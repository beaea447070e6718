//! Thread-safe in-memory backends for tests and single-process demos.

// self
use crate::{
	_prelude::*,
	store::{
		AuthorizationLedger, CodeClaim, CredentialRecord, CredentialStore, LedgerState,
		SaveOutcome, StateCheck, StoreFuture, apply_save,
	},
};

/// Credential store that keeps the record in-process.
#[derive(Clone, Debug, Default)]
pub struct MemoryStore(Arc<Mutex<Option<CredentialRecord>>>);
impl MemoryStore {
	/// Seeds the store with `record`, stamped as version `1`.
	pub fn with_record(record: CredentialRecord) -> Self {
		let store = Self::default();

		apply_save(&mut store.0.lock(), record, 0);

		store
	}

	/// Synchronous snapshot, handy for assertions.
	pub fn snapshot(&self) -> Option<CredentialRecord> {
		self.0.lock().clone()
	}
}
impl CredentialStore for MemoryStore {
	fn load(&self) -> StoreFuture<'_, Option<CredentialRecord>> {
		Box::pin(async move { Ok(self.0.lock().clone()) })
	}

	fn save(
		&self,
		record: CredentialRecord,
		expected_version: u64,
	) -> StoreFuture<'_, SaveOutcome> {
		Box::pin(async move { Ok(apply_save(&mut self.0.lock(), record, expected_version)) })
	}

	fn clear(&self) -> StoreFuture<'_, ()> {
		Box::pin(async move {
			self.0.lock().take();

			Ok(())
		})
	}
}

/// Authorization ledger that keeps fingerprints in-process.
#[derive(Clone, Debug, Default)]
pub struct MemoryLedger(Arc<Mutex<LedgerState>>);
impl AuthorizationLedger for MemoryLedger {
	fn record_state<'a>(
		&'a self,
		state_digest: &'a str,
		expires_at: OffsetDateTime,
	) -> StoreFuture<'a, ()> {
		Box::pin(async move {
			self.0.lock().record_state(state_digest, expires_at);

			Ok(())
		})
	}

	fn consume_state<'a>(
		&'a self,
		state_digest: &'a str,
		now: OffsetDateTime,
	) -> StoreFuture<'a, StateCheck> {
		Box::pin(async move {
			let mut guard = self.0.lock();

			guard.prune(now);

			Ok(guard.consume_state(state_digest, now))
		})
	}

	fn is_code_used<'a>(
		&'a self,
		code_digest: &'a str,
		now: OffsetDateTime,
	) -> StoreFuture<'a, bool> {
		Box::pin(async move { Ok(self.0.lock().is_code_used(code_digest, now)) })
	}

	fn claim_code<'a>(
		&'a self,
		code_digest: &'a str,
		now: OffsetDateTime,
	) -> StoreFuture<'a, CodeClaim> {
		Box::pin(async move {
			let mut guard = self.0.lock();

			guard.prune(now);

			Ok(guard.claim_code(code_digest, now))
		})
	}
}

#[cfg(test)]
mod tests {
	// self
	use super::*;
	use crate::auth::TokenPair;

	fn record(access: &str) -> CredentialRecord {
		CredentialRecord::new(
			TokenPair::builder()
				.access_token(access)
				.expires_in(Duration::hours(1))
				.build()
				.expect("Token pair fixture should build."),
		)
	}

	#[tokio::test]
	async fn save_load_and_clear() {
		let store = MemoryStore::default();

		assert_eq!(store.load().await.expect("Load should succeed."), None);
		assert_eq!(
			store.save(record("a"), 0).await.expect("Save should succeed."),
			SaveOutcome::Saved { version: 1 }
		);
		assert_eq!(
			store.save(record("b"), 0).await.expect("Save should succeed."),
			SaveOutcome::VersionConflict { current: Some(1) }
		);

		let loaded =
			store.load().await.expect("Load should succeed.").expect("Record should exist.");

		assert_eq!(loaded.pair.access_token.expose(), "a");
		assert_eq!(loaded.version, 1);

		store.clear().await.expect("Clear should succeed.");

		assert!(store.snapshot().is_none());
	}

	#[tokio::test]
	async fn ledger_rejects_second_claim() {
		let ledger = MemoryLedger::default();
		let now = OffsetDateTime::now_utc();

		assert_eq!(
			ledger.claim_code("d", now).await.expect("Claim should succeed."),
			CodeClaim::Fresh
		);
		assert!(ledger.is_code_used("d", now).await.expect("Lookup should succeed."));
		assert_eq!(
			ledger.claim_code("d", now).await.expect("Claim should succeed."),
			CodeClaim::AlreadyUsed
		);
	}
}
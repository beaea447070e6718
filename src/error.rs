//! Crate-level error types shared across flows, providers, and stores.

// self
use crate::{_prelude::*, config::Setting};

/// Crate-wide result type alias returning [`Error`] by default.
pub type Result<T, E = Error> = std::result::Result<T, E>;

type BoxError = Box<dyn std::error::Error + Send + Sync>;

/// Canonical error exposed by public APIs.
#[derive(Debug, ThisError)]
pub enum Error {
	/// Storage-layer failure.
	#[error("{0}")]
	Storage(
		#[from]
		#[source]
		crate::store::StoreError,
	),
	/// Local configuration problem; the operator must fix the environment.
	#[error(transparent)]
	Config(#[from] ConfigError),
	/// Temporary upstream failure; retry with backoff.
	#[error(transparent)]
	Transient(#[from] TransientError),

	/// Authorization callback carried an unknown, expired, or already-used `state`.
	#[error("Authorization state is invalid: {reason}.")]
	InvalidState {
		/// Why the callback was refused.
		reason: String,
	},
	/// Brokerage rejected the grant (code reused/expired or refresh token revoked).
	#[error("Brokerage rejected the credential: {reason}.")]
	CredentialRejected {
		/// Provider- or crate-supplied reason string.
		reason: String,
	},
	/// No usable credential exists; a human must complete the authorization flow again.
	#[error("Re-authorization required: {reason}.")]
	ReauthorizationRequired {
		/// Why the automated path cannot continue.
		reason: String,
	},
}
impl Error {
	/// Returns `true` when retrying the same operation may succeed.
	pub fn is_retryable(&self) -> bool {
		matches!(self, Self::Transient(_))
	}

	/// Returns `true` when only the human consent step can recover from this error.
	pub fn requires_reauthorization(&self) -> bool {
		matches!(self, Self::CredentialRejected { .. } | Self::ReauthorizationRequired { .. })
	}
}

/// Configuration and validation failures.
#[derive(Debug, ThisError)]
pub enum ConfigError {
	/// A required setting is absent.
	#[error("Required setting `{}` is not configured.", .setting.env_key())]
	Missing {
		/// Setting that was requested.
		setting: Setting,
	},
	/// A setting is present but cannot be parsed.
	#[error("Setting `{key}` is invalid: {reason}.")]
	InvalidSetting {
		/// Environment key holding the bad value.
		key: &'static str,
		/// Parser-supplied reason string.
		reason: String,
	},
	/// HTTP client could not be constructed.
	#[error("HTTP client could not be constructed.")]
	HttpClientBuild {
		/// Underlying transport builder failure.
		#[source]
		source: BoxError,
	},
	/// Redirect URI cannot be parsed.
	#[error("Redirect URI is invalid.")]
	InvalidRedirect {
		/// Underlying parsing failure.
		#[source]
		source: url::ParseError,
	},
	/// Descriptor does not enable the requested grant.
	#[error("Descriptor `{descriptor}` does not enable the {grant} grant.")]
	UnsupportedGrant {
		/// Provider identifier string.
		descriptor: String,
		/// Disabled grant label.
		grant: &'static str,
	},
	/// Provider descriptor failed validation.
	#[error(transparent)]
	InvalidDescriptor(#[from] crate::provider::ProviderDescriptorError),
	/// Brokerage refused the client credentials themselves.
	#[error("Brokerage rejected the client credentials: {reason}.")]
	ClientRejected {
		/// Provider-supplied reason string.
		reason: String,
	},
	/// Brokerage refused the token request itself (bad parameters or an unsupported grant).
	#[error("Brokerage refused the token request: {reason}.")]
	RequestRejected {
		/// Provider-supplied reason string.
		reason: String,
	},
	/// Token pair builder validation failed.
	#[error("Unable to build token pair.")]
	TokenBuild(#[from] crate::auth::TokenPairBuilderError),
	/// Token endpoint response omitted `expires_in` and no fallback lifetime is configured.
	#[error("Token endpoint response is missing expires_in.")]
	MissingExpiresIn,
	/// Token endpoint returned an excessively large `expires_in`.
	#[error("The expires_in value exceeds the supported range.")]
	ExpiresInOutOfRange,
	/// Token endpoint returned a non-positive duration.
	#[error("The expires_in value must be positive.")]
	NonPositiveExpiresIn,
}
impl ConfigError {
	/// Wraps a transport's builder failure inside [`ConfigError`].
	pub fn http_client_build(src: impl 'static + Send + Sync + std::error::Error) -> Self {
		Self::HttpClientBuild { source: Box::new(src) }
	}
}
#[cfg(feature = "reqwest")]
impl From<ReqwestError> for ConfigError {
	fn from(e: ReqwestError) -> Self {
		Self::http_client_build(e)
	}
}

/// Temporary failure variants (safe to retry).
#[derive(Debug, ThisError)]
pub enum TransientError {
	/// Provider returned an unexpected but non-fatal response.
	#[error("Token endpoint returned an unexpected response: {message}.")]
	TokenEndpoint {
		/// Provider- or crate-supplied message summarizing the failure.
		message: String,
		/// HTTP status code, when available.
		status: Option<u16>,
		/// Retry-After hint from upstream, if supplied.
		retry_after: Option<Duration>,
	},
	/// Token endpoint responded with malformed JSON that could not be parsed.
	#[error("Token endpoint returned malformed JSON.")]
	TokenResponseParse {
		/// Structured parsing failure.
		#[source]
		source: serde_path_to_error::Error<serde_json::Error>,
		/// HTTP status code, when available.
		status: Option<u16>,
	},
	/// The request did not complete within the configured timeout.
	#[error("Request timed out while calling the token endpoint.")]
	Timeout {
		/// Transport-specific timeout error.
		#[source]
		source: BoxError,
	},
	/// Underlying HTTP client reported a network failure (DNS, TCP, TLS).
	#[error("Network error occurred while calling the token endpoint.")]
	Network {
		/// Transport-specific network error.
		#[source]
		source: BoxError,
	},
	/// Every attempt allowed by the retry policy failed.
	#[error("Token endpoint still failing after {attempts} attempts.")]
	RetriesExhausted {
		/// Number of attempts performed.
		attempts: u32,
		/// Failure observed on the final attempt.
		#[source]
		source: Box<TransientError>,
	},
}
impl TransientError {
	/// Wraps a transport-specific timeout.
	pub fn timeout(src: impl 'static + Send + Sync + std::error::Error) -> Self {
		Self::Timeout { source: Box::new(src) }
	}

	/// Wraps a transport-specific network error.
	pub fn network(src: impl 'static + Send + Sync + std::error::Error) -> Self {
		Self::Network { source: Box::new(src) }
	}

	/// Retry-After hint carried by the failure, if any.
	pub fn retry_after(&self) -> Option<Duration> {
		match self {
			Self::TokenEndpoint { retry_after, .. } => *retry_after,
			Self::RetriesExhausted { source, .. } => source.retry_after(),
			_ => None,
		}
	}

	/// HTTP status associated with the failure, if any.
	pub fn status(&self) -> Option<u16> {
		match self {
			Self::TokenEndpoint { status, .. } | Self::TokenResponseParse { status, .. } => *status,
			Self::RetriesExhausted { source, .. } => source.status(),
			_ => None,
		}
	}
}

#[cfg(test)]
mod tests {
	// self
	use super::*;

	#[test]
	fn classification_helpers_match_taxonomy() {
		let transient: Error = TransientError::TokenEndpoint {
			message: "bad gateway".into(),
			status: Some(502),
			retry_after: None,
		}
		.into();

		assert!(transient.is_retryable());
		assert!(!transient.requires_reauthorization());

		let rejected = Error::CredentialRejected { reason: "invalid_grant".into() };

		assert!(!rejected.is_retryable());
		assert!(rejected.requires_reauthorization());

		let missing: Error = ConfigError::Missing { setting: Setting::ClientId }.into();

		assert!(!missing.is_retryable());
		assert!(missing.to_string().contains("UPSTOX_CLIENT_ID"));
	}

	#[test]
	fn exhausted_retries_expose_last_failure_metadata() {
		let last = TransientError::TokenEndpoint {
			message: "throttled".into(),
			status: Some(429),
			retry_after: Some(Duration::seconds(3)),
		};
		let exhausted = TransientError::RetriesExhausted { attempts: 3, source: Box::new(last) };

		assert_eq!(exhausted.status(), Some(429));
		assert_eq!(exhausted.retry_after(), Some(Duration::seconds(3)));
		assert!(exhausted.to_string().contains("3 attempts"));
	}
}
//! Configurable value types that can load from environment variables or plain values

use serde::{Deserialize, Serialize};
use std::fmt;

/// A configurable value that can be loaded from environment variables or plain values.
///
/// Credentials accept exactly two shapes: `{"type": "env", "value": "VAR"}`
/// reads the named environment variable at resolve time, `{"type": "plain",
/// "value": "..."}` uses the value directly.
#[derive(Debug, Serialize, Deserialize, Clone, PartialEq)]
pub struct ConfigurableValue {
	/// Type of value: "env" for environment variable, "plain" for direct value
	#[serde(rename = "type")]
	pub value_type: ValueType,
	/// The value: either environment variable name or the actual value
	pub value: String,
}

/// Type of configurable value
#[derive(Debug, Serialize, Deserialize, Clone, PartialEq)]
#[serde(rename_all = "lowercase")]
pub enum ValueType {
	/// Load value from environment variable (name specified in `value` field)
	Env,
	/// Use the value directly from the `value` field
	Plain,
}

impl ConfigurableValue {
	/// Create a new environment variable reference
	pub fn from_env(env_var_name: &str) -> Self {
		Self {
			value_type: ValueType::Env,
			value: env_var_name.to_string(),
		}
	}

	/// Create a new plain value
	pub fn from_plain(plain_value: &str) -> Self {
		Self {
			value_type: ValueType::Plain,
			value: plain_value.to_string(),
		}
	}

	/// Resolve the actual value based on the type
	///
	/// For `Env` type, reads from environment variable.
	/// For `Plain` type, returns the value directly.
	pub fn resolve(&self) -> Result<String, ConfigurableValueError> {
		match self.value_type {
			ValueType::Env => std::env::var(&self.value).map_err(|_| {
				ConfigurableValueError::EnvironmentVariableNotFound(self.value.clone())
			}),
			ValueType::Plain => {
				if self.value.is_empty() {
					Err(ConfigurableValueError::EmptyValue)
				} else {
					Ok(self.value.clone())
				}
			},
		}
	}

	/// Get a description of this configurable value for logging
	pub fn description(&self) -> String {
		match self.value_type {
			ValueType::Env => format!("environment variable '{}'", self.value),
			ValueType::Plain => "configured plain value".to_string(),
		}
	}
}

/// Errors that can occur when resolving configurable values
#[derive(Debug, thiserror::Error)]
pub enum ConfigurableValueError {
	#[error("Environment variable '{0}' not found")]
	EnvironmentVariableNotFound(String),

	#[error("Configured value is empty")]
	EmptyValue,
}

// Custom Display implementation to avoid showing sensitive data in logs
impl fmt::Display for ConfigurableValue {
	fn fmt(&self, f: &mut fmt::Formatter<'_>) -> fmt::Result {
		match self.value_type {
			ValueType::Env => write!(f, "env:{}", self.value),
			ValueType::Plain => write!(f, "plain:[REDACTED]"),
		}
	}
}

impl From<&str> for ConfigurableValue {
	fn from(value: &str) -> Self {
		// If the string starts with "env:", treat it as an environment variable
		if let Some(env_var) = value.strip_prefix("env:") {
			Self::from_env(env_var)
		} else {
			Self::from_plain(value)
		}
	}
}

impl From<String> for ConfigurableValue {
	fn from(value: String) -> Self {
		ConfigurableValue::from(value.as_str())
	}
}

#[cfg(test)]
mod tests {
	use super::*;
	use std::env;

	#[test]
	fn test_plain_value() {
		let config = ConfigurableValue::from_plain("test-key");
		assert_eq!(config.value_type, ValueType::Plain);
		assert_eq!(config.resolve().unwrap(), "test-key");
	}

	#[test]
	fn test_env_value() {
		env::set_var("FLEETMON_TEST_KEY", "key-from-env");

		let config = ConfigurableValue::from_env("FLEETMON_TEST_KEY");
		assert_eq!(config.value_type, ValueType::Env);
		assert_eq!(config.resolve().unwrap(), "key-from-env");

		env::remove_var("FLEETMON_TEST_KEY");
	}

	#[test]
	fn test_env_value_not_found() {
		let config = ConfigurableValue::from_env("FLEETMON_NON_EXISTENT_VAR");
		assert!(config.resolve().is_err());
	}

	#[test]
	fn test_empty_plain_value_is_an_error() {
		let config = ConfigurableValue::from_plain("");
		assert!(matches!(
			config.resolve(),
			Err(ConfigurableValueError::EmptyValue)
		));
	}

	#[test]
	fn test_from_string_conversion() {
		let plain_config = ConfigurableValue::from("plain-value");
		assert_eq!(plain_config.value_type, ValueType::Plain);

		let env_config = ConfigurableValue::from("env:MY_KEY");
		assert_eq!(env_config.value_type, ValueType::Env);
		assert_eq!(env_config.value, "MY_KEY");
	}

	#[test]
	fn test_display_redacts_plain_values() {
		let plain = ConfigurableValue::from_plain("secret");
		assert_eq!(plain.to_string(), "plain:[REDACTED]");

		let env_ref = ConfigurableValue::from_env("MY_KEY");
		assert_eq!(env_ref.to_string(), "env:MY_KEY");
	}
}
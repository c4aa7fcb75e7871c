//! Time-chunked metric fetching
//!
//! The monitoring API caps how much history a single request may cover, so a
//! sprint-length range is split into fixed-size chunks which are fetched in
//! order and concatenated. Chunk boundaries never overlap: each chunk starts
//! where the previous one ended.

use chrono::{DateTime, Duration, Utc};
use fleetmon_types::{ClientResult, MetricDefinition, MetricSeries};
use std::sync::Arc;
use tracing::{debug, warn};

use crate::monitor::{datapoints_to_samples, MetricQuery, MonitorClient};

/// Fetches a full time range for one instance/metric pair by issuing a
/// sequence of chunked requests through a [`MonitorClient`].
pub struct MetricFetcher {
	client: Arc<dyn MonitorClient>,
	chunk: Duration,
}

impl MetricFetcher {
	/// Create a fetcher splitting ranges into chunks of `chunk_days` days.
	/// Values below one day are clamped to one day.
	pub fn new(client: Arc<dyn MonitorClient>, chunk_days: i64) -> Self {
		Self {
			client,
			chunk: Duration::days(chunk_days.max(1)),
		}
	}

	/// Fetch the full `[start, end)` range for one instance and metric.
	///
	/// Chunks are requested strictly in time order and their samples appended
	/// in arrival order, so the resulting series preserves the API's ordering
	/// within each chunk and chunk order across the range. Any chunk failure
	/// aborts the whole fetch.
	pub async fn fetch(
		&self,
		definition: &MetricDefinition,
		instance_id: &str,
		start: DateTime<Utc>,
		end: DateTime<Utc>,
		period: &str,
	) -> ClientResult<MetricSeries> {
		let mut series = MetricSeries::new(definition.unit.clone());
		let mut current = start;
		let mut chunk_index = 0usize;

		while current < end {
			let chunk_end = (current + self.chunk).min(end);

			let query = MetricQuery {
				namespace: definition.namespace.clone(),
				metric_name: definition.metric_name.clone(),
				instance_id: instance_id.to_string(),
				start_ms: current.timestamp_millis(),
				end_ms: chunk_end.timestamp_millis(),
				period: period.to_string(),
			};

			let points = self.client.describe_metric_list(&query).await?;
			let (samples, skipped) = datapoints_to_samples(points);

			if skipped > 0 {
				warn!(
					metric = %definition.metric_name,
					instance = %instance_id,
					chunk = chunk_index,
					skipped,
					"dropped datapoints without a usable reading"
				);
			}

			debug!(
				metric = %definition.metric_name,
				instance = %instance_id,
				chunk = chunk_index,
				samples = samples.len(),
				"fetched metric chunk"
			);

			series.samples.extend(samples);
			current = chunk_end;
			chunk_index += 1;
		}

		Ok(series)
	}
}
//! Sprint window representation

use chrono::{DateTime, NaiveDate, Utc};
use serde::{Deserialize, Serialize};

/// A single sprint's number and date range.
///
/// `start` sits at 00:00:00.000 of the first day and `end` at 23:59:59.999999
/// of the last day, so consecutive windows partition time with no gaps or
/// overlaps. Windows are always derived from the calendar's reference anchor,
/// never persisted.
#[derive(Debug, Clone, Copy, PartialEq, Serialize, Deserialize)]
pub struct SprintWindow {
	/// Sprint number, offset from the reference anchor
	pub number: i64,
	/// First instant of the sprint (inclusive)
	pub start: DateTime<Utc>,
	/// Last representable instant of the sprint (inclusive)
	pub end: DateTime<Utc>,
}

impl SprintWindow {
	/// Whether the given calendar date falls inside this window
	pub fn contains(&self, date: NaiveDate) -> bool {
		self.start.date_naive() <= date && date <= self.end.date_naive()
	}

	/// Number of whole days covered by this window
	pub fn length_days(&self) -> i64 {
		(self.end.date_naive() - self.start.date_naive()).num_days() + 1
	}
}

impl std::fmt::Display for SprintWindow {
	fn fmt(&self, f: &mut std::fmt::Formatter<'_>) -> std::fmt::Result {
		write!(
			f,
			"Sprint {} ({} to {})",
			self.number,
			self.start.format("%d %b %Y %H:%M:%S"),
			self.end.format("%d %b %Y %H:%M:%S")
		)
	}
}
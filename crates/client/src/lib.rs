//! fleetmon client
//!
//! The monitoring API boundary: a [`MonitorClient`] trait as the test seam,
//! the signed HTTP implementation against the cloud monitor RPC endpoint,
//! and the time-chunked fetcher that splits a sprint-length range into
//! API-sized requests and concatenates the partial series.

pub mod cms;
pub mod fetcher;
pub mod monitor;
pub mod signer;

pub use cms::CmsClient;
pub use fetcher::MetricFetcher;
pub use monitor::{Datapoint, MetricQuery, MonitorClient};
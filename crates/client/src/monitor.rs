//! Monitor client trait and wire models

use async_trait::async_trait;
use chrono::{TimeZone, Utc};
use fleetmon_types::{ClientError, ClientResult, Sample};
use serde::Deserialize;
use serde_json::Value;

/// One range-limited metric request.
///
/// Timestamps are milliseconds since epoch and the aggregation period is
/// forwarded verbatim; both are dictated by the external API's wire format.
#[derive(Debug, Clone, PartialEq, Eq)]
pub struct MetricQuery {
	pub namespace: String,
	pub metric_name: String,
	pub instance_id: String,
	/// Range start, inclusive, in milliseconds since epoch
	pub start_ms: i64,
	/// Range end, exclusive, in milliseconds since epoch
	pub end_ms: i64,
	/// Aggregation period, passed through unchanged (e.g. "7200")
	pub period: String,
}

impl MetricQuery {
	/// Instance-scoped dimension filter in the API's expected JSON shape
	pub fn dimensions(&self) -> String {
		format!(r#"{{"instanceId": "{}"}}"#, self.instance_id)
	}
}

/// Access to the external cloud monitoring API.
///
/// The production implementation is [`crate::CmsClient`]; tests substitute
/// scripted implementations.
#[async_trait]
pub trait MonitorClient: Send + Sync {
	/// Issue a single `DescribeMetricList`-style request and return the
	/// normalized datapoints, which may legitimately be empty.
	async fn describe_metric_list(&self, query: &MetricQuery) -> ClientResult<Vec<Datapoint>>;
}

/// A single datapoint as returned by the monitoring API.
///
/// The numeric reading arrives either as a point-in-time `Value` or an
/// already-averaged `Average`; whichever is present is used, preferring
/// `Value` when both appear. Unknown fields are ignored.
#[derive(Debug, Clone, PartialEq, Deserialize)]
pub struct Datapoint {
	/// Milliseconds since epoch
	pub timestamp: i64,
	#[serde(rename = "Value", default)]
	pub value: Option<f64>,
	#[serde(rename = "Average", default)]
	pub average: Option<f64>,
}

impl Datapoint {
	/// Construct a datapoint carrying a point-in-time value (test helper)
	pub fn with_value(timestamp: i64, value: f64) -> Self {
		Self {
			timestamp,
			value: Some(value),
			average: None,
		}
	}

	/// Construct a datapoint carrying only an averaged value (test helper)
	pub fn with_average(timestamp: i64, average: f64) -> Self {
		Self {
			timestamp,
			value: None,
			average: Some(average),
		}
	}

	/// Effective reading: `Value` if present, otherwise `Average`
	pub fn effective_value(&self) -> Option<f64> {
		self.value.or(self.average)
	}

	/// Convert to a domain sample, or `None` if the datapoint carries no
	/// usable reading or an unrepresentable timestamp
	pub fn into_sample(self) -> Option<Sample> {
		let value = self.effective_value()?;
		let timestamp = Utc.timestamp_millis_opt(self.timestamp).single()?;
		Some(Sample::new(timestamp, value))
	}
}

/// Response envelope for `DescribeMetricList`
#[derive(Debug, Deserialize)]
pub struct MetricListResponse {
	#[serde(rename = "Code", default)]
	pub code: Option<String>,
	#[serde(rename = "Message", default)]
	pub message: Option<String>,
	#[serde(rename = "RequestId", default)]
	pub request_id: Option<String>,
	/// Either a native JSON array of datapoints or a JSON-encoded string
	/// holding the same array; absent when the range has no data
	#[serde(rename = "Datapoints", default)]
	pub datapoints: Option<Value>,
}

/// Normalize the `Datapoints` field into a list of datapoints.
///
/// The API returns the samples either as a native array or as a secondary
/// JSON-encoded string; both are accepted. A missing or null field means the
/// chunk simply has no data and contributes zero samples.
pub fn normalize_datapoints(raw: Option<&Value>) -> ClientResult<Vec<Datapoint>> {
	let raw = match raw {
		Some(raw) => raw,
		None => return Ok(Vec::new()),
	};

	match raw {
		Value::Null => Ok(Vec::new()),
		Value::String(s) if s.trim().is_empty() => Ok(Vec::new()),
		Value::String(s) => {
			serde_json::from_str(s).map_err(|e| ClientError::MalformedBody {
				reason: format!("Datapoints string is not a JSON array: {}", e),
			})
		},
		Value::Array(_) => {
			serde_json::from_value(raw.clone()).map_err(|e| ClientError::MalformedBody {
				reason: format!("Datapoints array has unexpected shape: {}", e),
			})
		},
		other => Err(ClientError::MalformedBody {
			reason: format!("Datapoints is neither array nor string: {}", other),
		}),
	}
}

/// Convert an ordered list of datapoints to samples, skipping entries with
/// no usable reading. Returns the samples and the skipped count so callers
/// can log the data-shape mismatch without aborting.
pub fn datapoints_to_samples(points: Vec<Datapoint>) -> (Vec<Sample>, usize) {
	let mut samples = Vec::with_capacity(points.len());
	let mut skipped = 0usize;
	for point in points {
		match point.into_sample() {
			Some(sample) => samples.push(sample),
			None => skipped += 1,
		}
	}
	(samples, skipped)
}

• • • •

* Your objective
Give the number of lines in the data above that include the word "MemoryLedger", with no other words.

* Exercise output
3